Britain, a land that no one wants to go to - GulfToday

Britain, a land that no one wants to go to


Travellers walk through St Pancras International, as EU countries impose a travel ban from the UK following the coronavirus disease (COVID-19) outbreak, in London. Reuters

Britain has turned into an international outcast of sorts, thanks to COVID-19 which is assuming more and more menacing proportions as the days go by. Around 50 countries have banned arrivals of passengers from the nation. However, good old friend America does not intend to impose any virus curbs on travellers from Britain.

A White House coronavirus task force discussed requiring negative pre-flight tests after a meeting on Monday, but the government has reportedly decided not to take any action for the time being.

Even the French have become a little merciful. French and EU citizens will again be allowed to enter France from Britain from midnight on Tuesday provided they have a negative COVID-19 test that is less than 72 hours old, the French prime minister’s office said.

France and several other countries had closed their borders to Britain on Monday over fears of a highly infectious new variant of the novel coronavirus, causing travel chaos and stranding many French citizens in Britain.

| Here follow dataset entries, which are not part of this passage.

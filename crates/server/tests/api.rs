//! End-to-end REST tests against an in-process server backed by in-memory
//! SQLite, exercising the full routing/service/persistence stack.

use std::net::SocketAddr;

use axum::Router;
use chrono::{Duration, Utc};
use migration::{Migrator, MigratorTrait};
use reqwest::StatusCode;
use sea_orm::{ActiveModelTrait, ConnectOptions, Database, DatabaseConnection, Set};
use serde_json::{json, Value};
use tower_http::cors::CorsLayer;

use common::identity::USER_ID_HEADER;
use models::booking::{self, BookingStatus};
use server::routes::{self, AppState};

struct TestApp {
    base_url: String,
    db: DatabaseConnection,
    http: reqwest::Client,
}

async fn start_server() -> TestApp {
    let mut opts = ConnectOptions::new("sqlite::memory:");
    opts.max_connections(1);
    let db = Database::connect(opts).await.expect("connect sqlite");
    Migrator::up(&db, None).await.expect("apply migrations");

    let state = AppState { db: db.clone() };
    let app: Router = routes::build_router(state, CorsLayer::very_permissive());
    let listener = tokio::net::TcpListener::bind((std::net::Ipv4Addr::LOCALHOST, 0))
        .await
        .expect("bind listener");
    let addr: SocketAddr = listener.local_addr().expect("local addr");
    let base_url = format!("http://{}:{}", addr.ip(), addr.port());

    tokio::spawn(async move {
        if let Err(e) = axum::serve(listener, app).await {
            eprintln!("server error: {}", e);
        }
    });

    TestApp { base_url, db, http: reqwest::Client::new() }
}

impl TestApp {
    async fn create_user(&self, name: &str, email: &str) -> i64 {
        let resp = self
            .http
            .post(format!("{}/users", self.base_url))
            .json(&json!({ "name": name, "email": email }))
            .send()
            .await
            .expect("send");
        assert_eq!(resp.status(), StatusCode::OK);
        resp.json::<Value>().await.expect("json")["id"].as_i64().expect("id")
    }

    async fn create_item(&self, owner: i64, name: &str) -> i64 {
        let resp = self
            .http
            .post(format!("{}/items", self.base_url))
            .header(USER_ID_HEADER, owner)
            .json(&json!({ "name": name, "description": format!("{name} description"), "available": true }))
            .send()
            .await
            .expect("send");
        assert_eq!(resp.status(), StatusCode::OK);
        resp.json::<Value>().await.expect("json")["id"].as_i64().expect("id")
    }
}

#[tokio::test]
async fn booking_lifecycle_over_http() {
    let app = start_server().await;
    let olga = app.create_user("Olga", "olga@example.com").await;
    let bob = app.create_user("Bob", "bob@example.com").await;
    let eve = app.create_user("Eve", "eve@example.com").await;
    let item = app.create_item(olga, "drill").await;

    let start = (Utc::now() + Duration::hours(1)).to_rfc3339();
    let end = (Utc::now() + Duration::hours(2)).to_rfc3339();
    let resp = app
        .http
        .post(format!("{}/bookings", app.base_url))
        .header(USER_ID_HEADER, bob)
        .json(&json!({ "itemId": item, "start": start, "end": end }))
        .send()
        .await
        .unwrap();
    assert_eq!(resp.status(), StatusCode::OK);
    let created: Value = resp.json().await.unwrap();
    assert_eq!(created["status"], "WAITING");
    assert_eq!(created["booker"]["id"].as_i64(), Some(bob));
    let booking_id = created["id"].as_i64().unwrap();

    // Only the owner can decide; the booker gets a not-found answer.
    let resp = app
        .http
        .patch(format!("{}/bookings/{}?approved=true", app.base_url, booking_id))
        .header(USER_ID_HEADER, bob)
        .send()
        .await
        .unwrap();
    assert_eq!(resp.status(), StatusCode::NOT_FOUND);

    let resp = app
        .http
        .patch(format!("{}/bookings/{}?approved=true", app.base_url, booking_id))
        .header(USER_ID_HEADER, olga)
        .send()
        .await
        .unwrap();
    assert_eq!(resp.status(), StatusCode::OK);
    let approved: Value = resp.json().await.unwrap();
    assert_eq!(approved["status"], "APPROVED");

    // Deciding twice is a bad request.
    let resp = app
        .http
        .patch(format!("{}/bookings/{}?approved=false", app.base_url, booking_id))
        .header(USER_ID_HEADER, olga)
        .send()
        .await
        .unwrap();
    assert_eq!(resp.status(), StatusCode::BAD_REQUEST);

    // A third party cannot even see the booking.
    let resp = app
        .http
        .get(format!("{}/bookings/{}", app.base_url, booking_id))
        .header(USER_ID_HEADER, eve)
        .send()
        .await
        .unwrap();
    assert_eq!(resp.status(), StatusCode::NOT_FOUND);

    // The stay has not completed yet, so commenting is rejected.
    let resp = app
        .http
        .post(format!("{}/items/{}/comment", app.base_url, item))
        .header(USER_ID_HEADER, bob)
        .json(&json!({ "text": "great drill" }))
        .send()
        .await
        .unwrap();
    assert_eq!(resp.status(), StatusCode::BAD_REQUEST);

    // Backdate a completed approved booking, then the comment goes through.
    booking::ActiveModel {
        item_id: Set(item),
        booker_id: Set(bob),
        start_date: Set((Utc::now() - Duration::hours(3)).into()),
        end_date: Set((Utc::now() - Duration::hours(2)).into()),
        status: Set(BookingStatus::Approved),
        ..Default::default()
    }
    .insert(&app.db)
    .await
    .unwrap();

    let resp = app
        .http
        .post(format!("{}/items/{}/comment", app.base_url, item))
        .header(USER_ID_HEADER, bob)
        .json(&json!({ "text": "great drill" }))
        .send()
        .await
        .unwrap();
    assert_eq!(resp.status(), StatusCode::OK);
    let comment: Value = resp.json().await.unwrap();
    assert_eq!(comment["authorName"], "Bob");

    // The owner sees booking summaries; the booker sees nulls.
    let resp = app
        .http
        .get(format!("{}/items/{}", app.base_url, item))
        .header(USER_ID_HEADER, olga)
        .send()
        .await
        .unwrap();
    let owner_view: Value = resp.json().await.unwrap();
    assert!(owner_view["lastBooking"].is_object());
    assert_eq!(owner_view["comments"].as_array().map(|c| c.len()), Some(1));

    let resp = app
        .http
        .get(format!("{}/items/{}", app.base_url, item))
        .header(USER_ID_HEADER, bob)
        .send()
        .await
        .unwrap();
    let guest_view: Value = resp.json().await.unwrap();
    assert!(guest_view["lastBooking"].is_null());
    assert!(guest_view["nextBooking"].is_null());
}

#[tokio::test]
async fn request_fanout_over_http() {
    let app = start_server().await;
    let rita = app.create_user("Rita", "rita@example.com").await;
    let olga = app.create_user("Olga", "olga@example.com").await;

    let resp = app
        .http
        .post(format!("{}/requests", app.base_url))
        .header(USER_ID_HEADER, rita)
        .json(&json!({ "description": "need a ladder" }))
        .send()
        .await
        .unwrap();
    assert_eq!(resp.status(), StatusCode::OK);
    let request: Value = resp.json().await.unwrap();
    let request_id = request["id"].as_i64().unwrap();

    let resp = app
        .http
        .post(format!("{}/items", app.base_url))
        .header(USER_ID_HEADER, olga)
        .json(&json!({
            "name": "ladder",
            "description": "sturdy ladder",
            "available": true,
            "requestId": request_id
        }))
        .send()
        .await
        .unwrap();
    assert_eq!(resp.status(), StatusCode::OK);

    let resp = app
        .http
        .get(format!("{}/requests", app.base_url))
        .header(USER_ID_HEADER, rita)
        .send()
        .await
        .unwrap();
    let own: Value = resp.json().await.unwrap();
    let own = own.as_array().unwrap();
    assert_eq!(own.len(), 1);
    assert_eq!(own[0]["items"].as_array().map(|i| i.len()), Some(1));
    assert_eq!(own[0]["items"][0]["requestId"].as_i64(), Some(request_id));

    // The requestor's own requests do not show up under /requests/all.
    let resp = app
        .http
        .get(format!("{}/requests/all", app.base_url))
        .header(USER_ID_HEADER, rita)
        .send()
        .await
        .unwrap();
    let others: Value = resp.json().await.unwrap();
    assert!(others.as_array().unwrap().is_empty());
}

#[tokio::test]
async fn boundary_errors_over_http() {
    let app = start_server().await;
    let olga = app.create_user("Olga", "olga@example.com").await;

    // Duplicate email conflicts.
    let resp = app
        .http
        .post(format!("{}/users", app.base_url))
        .json(&json!({ "name": "Other", "email": "olga@example.com" }))
        .send()
        .await
        .unwrap();
    assert_eq!(resp.status(), StatusCode::CONFLICT);

    // Identity header is mandatory on item routes.
    let resp = app
        .http
        .get(format!("{}/items", app.base_url))
        .send()
        .await
        .unwrap();
    assert_eq!(resp.status(), StatusCode::BAD_REQUEST);

    // Unknown state string is a bad request with the canonical message.
    let resp = app
        .http
        .get(format!("{}/bookings?state=UNSUPPORTED_STATUS", app.base_url))
        .header(USER_ID_HEADER, olga)
        .send()
        .await
        .unwrap();
    assert_eq!(resp.status(), StatusCode::BAD_REQUEST);
    let body: Value = resp.json().await.unwrap();
    assert_eq!(body["error"], "Unknown state: UNSUPPORTED_STATUS");

    // Unknown item is a 404.
    let resp = app
        .http
        .get(format!("{}/items/999", app.base_url))
        .header(USER_ID_HEADER, olga)
        .send()
        .await
        .unwrap();
    assert_eq!(resp.status(), StatusCode::NOT_FOUND);
}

But a lot of other countries are not that lenient. China announced on Tuesday it was closing its London Visa application centre in the wake of the worldwide bans.

Canada is introducing enhanced measures to screen travellers from Britain, including those arriving via other nations. Iraq is banning air travel to or from eight countries, including the UK, to guard against the spread of a new variant of the coronavirus, according to a cabinet statement. The two-week travel prohibition comes into effect on 24 December and covers Britain, South Africa, Australia, Denmark, Iran, Japan, Belgium and the Netherlands. It could be extended depending on the spread of the virus variant in those nations.

The World Health Organisation gave its cautious backing to the flight bans, saying they were “prudent” but argued for essential freight and passenger services to be maintained.

That seems to be a sensitive issue under the circumstances. Lorry drivers are in a sorry predicament. More than 630 lorries snaked along a major highway in southeast England near the English Channel ports, while almost 2,200 others crowded into an unused airport on Day 2 of an ordeal that began when dozens of nations banned flights from the UK and France barred entry to its trucks.

For the drivers, it has been a harrowing time, with some complaining about the lack of toilet facilities and food.

British retailers have become increasingly concerned about the blockage at the ports, given that 10,000 trucks pass through Dover every day, accounting for about 20% of the country’s trade in goods.

The ban on all travel connections to the island nation could aggravate food shortages during the most anticipated festival of the year, Christmas. Something that no one wants.

One resident remarked “we may have eaten our last lettuce for three months, too, probably.”

Andrew Opie, director of food and sustainability at the British Retail Consortium, warned of potential shortages of fresh vegetables and fruit after Christmas if the borders are not “running pretty much freely” by Wednesday.

The problem, he explained, is that the empty trucks sitting in England can’t reach the continent to pick up deliveries for Britain.

All because of one dreaded disease. The virus is blamed for 1.7 million deaths worldwide, including more than 68,000 in Britain, the second-highest death toll in Europe, behind Italy’s 69,000.

Britain has to intensify efforts to curb the alarming rise in infections, with a record 36,800 reported on Tuesday.

The uncertainty over its final exit from the European Union in less than two weeks is only going to make things worse.